In an interview, Mr. Paul said he would use the next few weeks to deliver floor speeches and introduce a series of amendments aimed at curtailing government surveillance. (On Monday in New Hampshire, he told The Union Leader he would lead a filibuster against renewal of the Patriot Act.)

"Someone has got to defend the Constitution," he said in the interview on Saturday…

The issue is one that animates him. And it could help put him back at the center of the debate over national security…

"You can be a minority because of the color of your skin or the shade of your ideology," he said on Saturday. "So there's every reason in the world we have to be concerned about a government that collects all of our records all of the time."…

The story notes via polling data and the stances of other GOP politicians that Paul is standing against the tide of his own party on this stuff. But:

Mr.

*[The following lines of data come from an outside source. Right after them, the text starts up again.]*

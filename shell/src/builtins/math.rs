use super::{format_number, parse_number, require, BuiltinRegistry};
use crate::error::ShellResult;

pub(super) fn register(r: &mut BuiltinRegistry) {
    r.register("sum", "Sum of numbers", "sum N...", |a: &[String]| {
        Ok(format_number(numbers(a)?.iter().sum()))
    });
    r.register("min", "Smallest number", "min N...", |a: &[String]| {
        require(a, 1, "min N...")?;
        Ok(format_number(numbers(a)?.into_iter().fold(f64::INFINITY, f64::min)))
    });
    r.register("max", "Largest number", "max N...", |a: &[String]| {
        require(a, 1, "max N...")?;
        Ok(format_number(numbers(a)?.into_iter().fold(f64::NEG_INFINITY, f64::max)))
    });
    r.register("abs", "Absolute value", "abs N", |a: &[String]| {
        require(a, 1, "abs N")?;
        Ok(format_number(parse_number(&a[0])?.abs()))
    });
    r.register("avg", "Average of numbers", "avg N...", |a: &[String]| {
        require(a, 1, "avg N...")?;
        let values = numbers(a)?;
        #[allow(clippy::cast_precision_loss)]
        let avg = values.iter().sum::<f64>() / values.len() as f64;
        Ok(format!("{avg:.2}"))
    });
}

fn numbers(a: &[String]) -> ShellResult<Vec<f64>> {
    a.iter().map(|s| parse_number(s)).collect()
}

#[cfg(test)]
mod tests {
    use crate::builtins::{args, BuiltinRegistry};

    fn run(name: &str, values: &[&str]) -> String {
        BuiltinRegistry::with_defaults()
            .execute(name, &args(values))
            .unwrap()
    }

    #[test]
    fn aggregates() {
        assert_eq!(run("sum", &["1", "2", "3"]), "6");
        assert_eq!(run("sum", &[]), "0");
        assert_eq!(run("sum", &["0.5", "1"]), "1.5");
        assert_eq!(run("min", &["4", "-2", "9"]), "-2");
        assert_eq!(run("max", &["4", "-2", "9"]), "9");
        assert_eq!(run("avg", &["1", "2"]), "1.50");
        assert_eq!(run("abs", &["-7"]), "7");
    }

    #[test]
    fn bad_numbers_are_rejected() {
        let registry = BuiltinRegistry::with_defaults();
        assert!(registry.execute("max", &args(&["1", "two"])).is_err());
        assert!(registry.execute("min", &[]).is_err());
    }
}
//! Error types for modsh

use modsh_core::ModuleError;
use thiserror::Error;

/// Result type alias for modsh operations
pub type ShellResult<T> = Result<T, ShellError>;

/// Error types for interpreter operations
#[derive(Error, Debug)]
pub enum ShellError {
    /// Unbalanced parentheses or quotes, malformed syntax
    #[error("Parse error: {0}")]
    Parse(String),

    /// Range specification that could not be parsed
    #[error("Cannot parse range '{spec}': {message}")]
    Range { spec: String, message: String },

    /// Evaluation was requested for a name that is not registered
    #[error("Unknown builtin: {0}")]
    UnknownBuiltin(String),

    /// A builtin ran and reported a failure
    #[error("{name}: {message}")]
    Builtin { name: String, message: String },

    /// Invalid argument passed to a builtin or command
    #[error("Invalid argument: {0}")]
    InvalidArgument(String),

    /// A pipeline stage failed; the remaining stages were skipped
    #[error("Pipe error at stage {stage}: {source}")]
    PipelineStage {
        stage: usize,
        source: Box<ShellError>,
    },

    /// A module ran but exited unsuccessfully
    #[error("module '{name}' failed (exit code {exit_code}){}", fmt_detail(.detail))]
    ModuleFailed {
        name: String,
        exit_code: i32,
        detail: String,
    },

    #[error(transparent)]
    Module(#[from] ModuleError),

    /// IO error (session file, shell passthrough, etc.)
    #[error("IO error: {0}")]
    Io(#[from] std::io::Error),

    /// Session file could not be encoded or decoded
    #[error("Session file error: {0}")]
    Session(#[from] serde_json::Error),
}

fn fmt_detail(detail: &str) -> String {
    let detail = detail.trim();
    if detail.is_empty() {
        String::new()
    } else {
        format!(": {}", detail.lines().next().unwrap_or(detail))
    }
}

impl ShellError {
    pub fn parse(message: impl Into<String>) -> Self {
        Self::Parse(message.into())
    }

    pub fn invalid(message: impl Into<String>) -> Self {
        Self::InvalidArgument(message.into())
    }
}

Paul's attention to privacy matters, his campaign is calculating, could show that he is attuned to the concerns of younger, more technologically dependent voters. And it is an important element in a cool factor that he is working hard to cultivate. His website has a store filled with sardonic merchandise — including obsolete computer hardware billed as "Hillary's hard drive," wiped clean, and a T-shirt that says "Don't Drone Me, Bro."

It's a legitimate and libertarian way to distinguish himself, and he's been doing pretty well holding steady on it so far despite his own Party's (whose presidential nomination he is trying to win) predilections.

On the related issue of criminal justice reform, an aspect of civil liberties this story didn't focus on, I wrote last week about Paul's disappointing-to-some reaction to the Baltimore riots and Freddie Gray's death.

• Since he doesn't know enough about what the Trans Pacific Partnership entails, Paul says he will not vote to give Obama fast-track authority on getting the pact before the legislature. He still says he might vote for the pact itself, thought, which he's previously supported. (Today, the Senate voted to block a motion to begin debating giving the president fast track authority. Paul did vote to actually allow debate on the bill, along with nearly all other Republicans.)

• Paul opined in Time  last week on why he cheers the 2nd Circuit opinion declaring mass phone metadata collection unconstitutional.